One of the most important characteristics of a set is that it automatically removes duplicate elements, even if they are explicitly provided.

s = {10, 20, 10, "James", 20, 30, 40}
print(s)

Even though 10 and 20 appear multiple times, The set will store them only once.

Possible Output (order not guaranteed) is {40, 10, 'James', 20, 30}.

Here, two key observations must be made:

  • Duplicate values are removed automatically
  • The order of elements is not preserved

Order is Not Guaranteed

Unlike lists and tuples, sets do not maintain insertion order in a predictable way, and therefore the output may vary between executions or environments.

This behavior means that you should never write logic that depends on the position of elements within a set, because the concept of indexing does not apply here at all.

Indexing and Slicing Are Not Supported

Since sets are unordered, operations like indexing and slicing—which rely on positional access—are not applicable.

s = {10, 20, 30}

print(s[0]) # Error
print(s[1:3]) # Error

These operations will result in errors such as TypeError: 'set' object is not subscriptable.

This clearly indicates that sets are designed for membership and uniqueness, not for positional access.

Heterogeneous Data in Set

Just like lists and tuples, sets can also store elements of different data types, which allows flexibility in representing mixed collections.

s = {10, "Hello", True, 10.5}

This confirms that sets are not restricted to a single data type.

Mutability of Set

Unlike tuples, sets are mutable, which means that once a set is created, we can modify its contents by adding or removing elements.

Adding Elements to a Set

To add elements, we use the add() method.

s = {10, 20, 30, 40}
s.add(50)

print(s)

Here, the new element 50 is added, but its position is not guaranteed because sets do not preserve order.

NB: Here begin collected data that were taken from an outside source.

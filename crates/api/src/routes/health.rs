use axum::{routing::get, Json, Router};
use serde::Serialize;

use crate::state::AppState;

/// Health check response payload.
#[derive(Serialize)]
pub struct HealthResponse {
    /// Overall service status. Always `"healthy"`; the server has no
    /// degradable dependencies to report on.
    pub status: &'static str,
}

/// GET /health -- constant liveness check.
async fn health_check() -> Json<HealthResponse> {
    Json(HealthResponse { status: "healthy" })
}

/// Mount health check routes (intended for root-level, NOT under `/api`).
pub fn router() -> Router<AppState> {
    Router::new().route("/health", get(health_check))
}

Removing Elements from a Set

s.remove(30)
print(s)

This removes the element 30 from the set.

Why “add” Instead of “append”?

This is a subtle but important design decision.

In a list, elements are added at the end, so the term append makes sense. In a set, There is no concept of “end”. The element can appear anywhere internally. Therefore, Python uses the term add instead of append, because it reflects the absence of positional guarantees.

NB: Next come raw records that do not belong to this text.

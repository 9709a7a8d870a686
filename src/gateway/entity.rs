//! Transactional CRUD over one entity type

use crate::error::{GatewayError, Result};
use crate::model::{EntityCodec, EntitySchema, Statement};
use crate::store::{sparql, Bindings, GraphClient, GraphTransaction, TxnMode};
use oxigraph::model::{Literal, NamedNode, Term};
use serde_json::Value;
use std::collections::BTreeMap;
use std::sync::Arc;
use tracing::{debug, error, warn};
use uuid::Uuid;

/// Marks the writer whose conditional insert created an entity
const CLAIM_PREDICATE: &str = "urn:entity-graph:claim";

/// Gateway for the entities described by one [`EntitySchema`]
#[derive(Clone)]
pub struct EntityGateway {
    client: Arc<dyn GraphClient>,
    codec: EntityCodec,
}

impl EntityGateway {
    pub fn new(
        client: Arc<dyn GraphClient>,
        namespace: impl Into<String>,
        schema: &'static EntitySchema,
    ) -> Self {
        Self {
            client,
            codec: EntityCodec::new(namespace, schema),
        }
    }

    pub fn schema(&self) -> &'static EntitySchema {
        self.codec.schema()
    }

    /// Stores a new entity. Fails with `Conflict` when `entity_id` already
    /// has statements, leaving them untouched.
    ///
    /// The insert only applies while the subject is absent in the store, and
    /// carries a claim statement unique to this call. Whoever finds its claim
    /// afterwards created the entity; every other writer gets `Conflict`.
    pub async fn create(&self, entity_id: &str, json: &Value) -> Result<()> {
        let statements = self.codec.encode(entity_id, json)?;
        let claim = Statement::new(
            statements[0].subject.clone(),
            NamedNode::new_unchecked(CLAIM_PREDICATE),
            Literal::new_simple_literal(Uuid::new_v4().to_string()),
        );

        let mut txn = self.begin("create", entity_id, TxnMode::Write).await?;
        let outcome = self.create_in(txn.as_mut(), entity_id, &statements, &claim).await;
        self.finish("create", entity_id, txn, outcome).await?;

        let mut txn = self.begin("create", entity_id, TxnMode::Read).await?;
        let outcome = txn.ask(&sparql::ask_statement(&claim)).await.map_err(GatewayError::from);
        if !self.finish("create", entity_id, txn, outcome).await? {
            debug!(entity_type = self.schema().entity_type, entity_id, "lost create race");
            return Err(self.conflict(entity_id));
        }
        self.release_claim(entity_id, &claim).await;
        Ok(())
    }

    async fn create_in(
        &self,
        txn: &mut dyn GraphTransaction,
        entity_id: &str,
        statements: &[Statement],
        claim: &Statement,
    ) -> Result<()> {
        let subject = &statements[0].subject;
        if txn.ask(&sparql::ask_subject(subject)).await? {
            return Err(self.conflict(entity_id));
        }
        let mut claimed = statements.to_vec();
        claimed.push(claim.clone());
        txn.update(&sparql::insert_if_absent(subject, &claimed)).await?;
        Ok(())
    }

    /// The entity is stored either way, a leftover claim is never decoded
    async fn release_claim(&self, entity_id: &str, claim: &Statement) {
        let update = sparql::delete_data(std::slice::from_ref(claim));
        let released = match self.client.begin(TxnMode::Write).await {
            Ok(mut txn) => match txn.update(&update).await {
                Ok(()) => txn.commit().await,
                Err(err) => {
                    let _ = txn.abort().await;
                    Err(err)
                }
            },
            Err(err) => Err(err),
        };
        if let Err(err) = released {
            warn!(
                entity_type = self.schema().entity_type,
                entity_id,
                error = %err,
                "failed to release create claim"
            );
        }
    }

    /// Replaces every statement of the entity. Returns `true` when the
    /// entity did not exist before.
    pub async fn create_or_update(&self, entity_id: &str, json: &Value) -> Result<bool> {
        let statements = self.codec.encode(entity_id, json)?;
        let mut txn = self.begin("create_or_update", entity_id, TxnMode::Write).await?;
        let outcome = Self::replace_in(txn.as_mut(), &statements).await;
        self.finish("create_or_update", entity_id, txn, outcome).await
    }

    async fn replace_in(txn: &mut dyn GraphTransaction, statements: &[Statement]) -> Result<bool> {
        let subject = &statements[0].subject;
        let existed = txn.ask(&sparql::ask_subject(subject)).await?;
        if existed {
            txn.update(&sparql::delete_subject(subject)).await?;
        }
        txn.load(statements).await?;
        Ok(!existed)
    }

    /// Overwrites the properties present in `json` and keeps all others.
    /// Fails with `NotFound` when the entity does not exist.
    pub async fn patch(&self, entity_id: &str, json: &Value) -> Result<()> {
        let statements = self.codec.encode(entity_id, json)?;
        let mut txn = self.begin("patch", entity_id, TxnMode::Write).await?;
        let outcome = self.patch_in(txn.as_mut(), entity_id, &statements).await;
        self.finish("patch", entity_id, txn, outcome).await
    }

    async fn patch_in(
        &self,
        txn: &mut dyn GraphTransaction,
        entity_id: &str,
        statements: &[Statement],
    ) -> Result<()> {
        let subject = &statements[0].subject;
        if !txn.ask(&sparql::ask_subject(subject)).await? {
            return Err(self.not_found(entity_id));
        }
        // the type statement stays, so the guarded insert still sees the
        // subject unless a concurrent delete removed it
        let properties = &statements[1..];
        if properties.is_empty() {
            return Ok(());
        }
        for statement in properties {
            txn.update(&sparql::delete_property(subject, &statement.predicate)).await?;
        }
        txn.update(&sparql::insert_if_present(subject, properties)).await?;
        Ok(())
    }

    pub async fn read(&self, entity_id: &str) -> Result<Value> {
        let subject = self.codec.subject(entity_id)?;
        let mut txn = self.begin("read", entity_id, TxnMode::Read).await?;
        let outcome = self.read_in(txn.as_mut(), entity_id, &subject).await;
        self.finish("read", entity_id, txn, outcome).await
    }

    async fn read_in(
        &self,
        txn: &mut dyn GraphTransaction,
        entity_id: &str,
        subject: &NamedNode,
    ) -> Result<Value> {
        let mut pairs = Vec::new();
        txn.select(&sparql::select_subject(subject), &mut |mut row: Bindings| {
            if let (Some(Term::NamedNode(predicate)), Some(object)) =
                (row.remove("p"), row.remove("o"))
            {
                pairs.push((predicate, object));
            }
        })
        .await?;
        if pairs.is_empty() {
            return Err(self.not_found(entity_id));
        }
        Ok(self.codec.decode(entity_id, pairs))
    }

    /// Summary views of every entity of this type, ordered by id
    pub async fn list(&self) -> Result<Vec<Value>> {
        let mut txn = self.begin("list", "", TxnMode::Read).await?;
        let outcome = self.list_in(txn.as_mut()).await;
        self.finish("list", "", txn, outcome).await
    }

    async fn list_in(&self, txn: &mut dyn GraphTransaction) -> Result<Vec<Value>> {
        let predicates: Vec<NamedNode> = self
            .schema()
            .summary_properties()
            .map(|p| self.codec.predicate_uri(p.name))
            .collect();
        let query = sparql::select_typed(&self.codec.type_uri(), &predicates);

        let mut entities: BTreeMap<String, Vec<(NamedNode, Term)>> = BTreeMap::new();
        let codec = &self.codec;
        txn.select(&query, &mut |mut row: Bindings| {
            let Some(Term::NamedNode(subject)) = row.remove("s") else {
                return;
            };
            let Some(id) = codec.id_from_subject(subject.as_str()) else {
                return;
            };
            let pairs = entities.entry(id.to_string()).or_default();
            if let (Some(Term::NamedNode(predicate)), Some(object)) =
                (row.remove("p"), row.remove("o"))
            {
                pairs.push((predicate, object));
            }
        })
        .await?;

        Ok(entities.into_iter().map(|(id, pairs)| self.codec.decode(&id, pairs)).collect())
    }

    /// Removes every statement of the entity. Deleting an absent entity succeeds.
    pub async fn delete(&self, entity_id: &str) -> Result<()> {
        let subject = self.codec.subject(entity_id)?;
        let mut txn = self.begin("delete", entity_id, TxnMode::Write).await?;
        let outcome =
            txn.update(&sparql::delete_subject(&subject)).await.map_err(GatewayError::from);
        self.finish("delete", entity_id, txn, outcome).await
    }

    async fn begin(
        &self,
        op: &'static str,
        entity_id: &str,
        mode: TxnMode,
    ) -> Result<Box<dyn GraphTransaction>> {
        self.client.begin(mode).await.map_err(|e| self.store_failure(op, entity_id, e.into()))
    }

    /// Commits on success and aborts on every error branch
    async fn finish<T>(
        &self,
        op: &'static str,
        entity_id: &str,
        txn: Box<dyn GraphTransaction>,
        outcome: Result<T>,
    ) -> Result<T> {
        match outcome {
            Ok(value) => {
                txn.commit().await.map_err(|e| self.store_failure(op, entity_id, e.into()))?;
                debug!(entity_type = self.schema().entity_type, entity_id, op, "committed");
                Ok(value)
            }
            Err(err) => {
                if let Err(abort_err) = txn.abort().await {
                    warn!(
                        entity_type = self.schema().entity_type,
                        entity_id,
                        op,
                        error = %abort_err,
                        "abort failed"
                    );
                }
                match err {
                    GatewayError::StoreUnavailable(_) => {
                        Err(self.store_failure(op, entity_id, err))
                    }
                    other => Err(other),
                }
            }
        }
    }

    fn store_failure(&self, op: &'static str, entity_id: &str, err: GatewayError) -> GatewayError {
        error!(
            entity_type = self.schema().entity_type,
            entity_id,
            op,
            error = %err,
            "store operation failed"
        );
        err
    }

    fn conflict(&self, entity_id: &str) -> GatewayError {
        GatewayError::Conflict(format!(
            "{} '{}' already exists",
            self.schema().entity_type,
            entity_id
        ))
    }

    fn not_found(&self, entity_id: &str) -> GatewayError {
        GatewayError::NotFound(format!("{} '{}' not found", self.schema().entity_type, entity_id))
    }
}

Important Concept: Empty Set

One of the most confusing and commonly misunderstood aspects of sets is how to create an empty set.

If you write:

s = {}

This does not create a set. Instead, it creates an empty dictionary.

print(type(s)) # <class 'dict'>

Correct Way to Create Empty Set

s = set()
print(type(s)) # <class 'set'>

Set is Growable and Mutable

Sets allow:

  • Adding new elements
  • Removing existing elements

This means sets are:

  • Mutable
  • Growable

However, despite being mutable, they still enforce uniqueness and do not maintain order.

Difference Between List and Set

Let us consolidate the key differences in a conceptual manner.

A list is suitable when order matters and duplicates are allowed, which makes it ideal for scenarios like user inputs, logs, or sequences where position is meaningful.

A set, on the other hand, is ideal when uniqueness is the priority and ordering is irrelevant, which makes it perfect for operations like removing duplicates, membership testing, and mathematical set operations.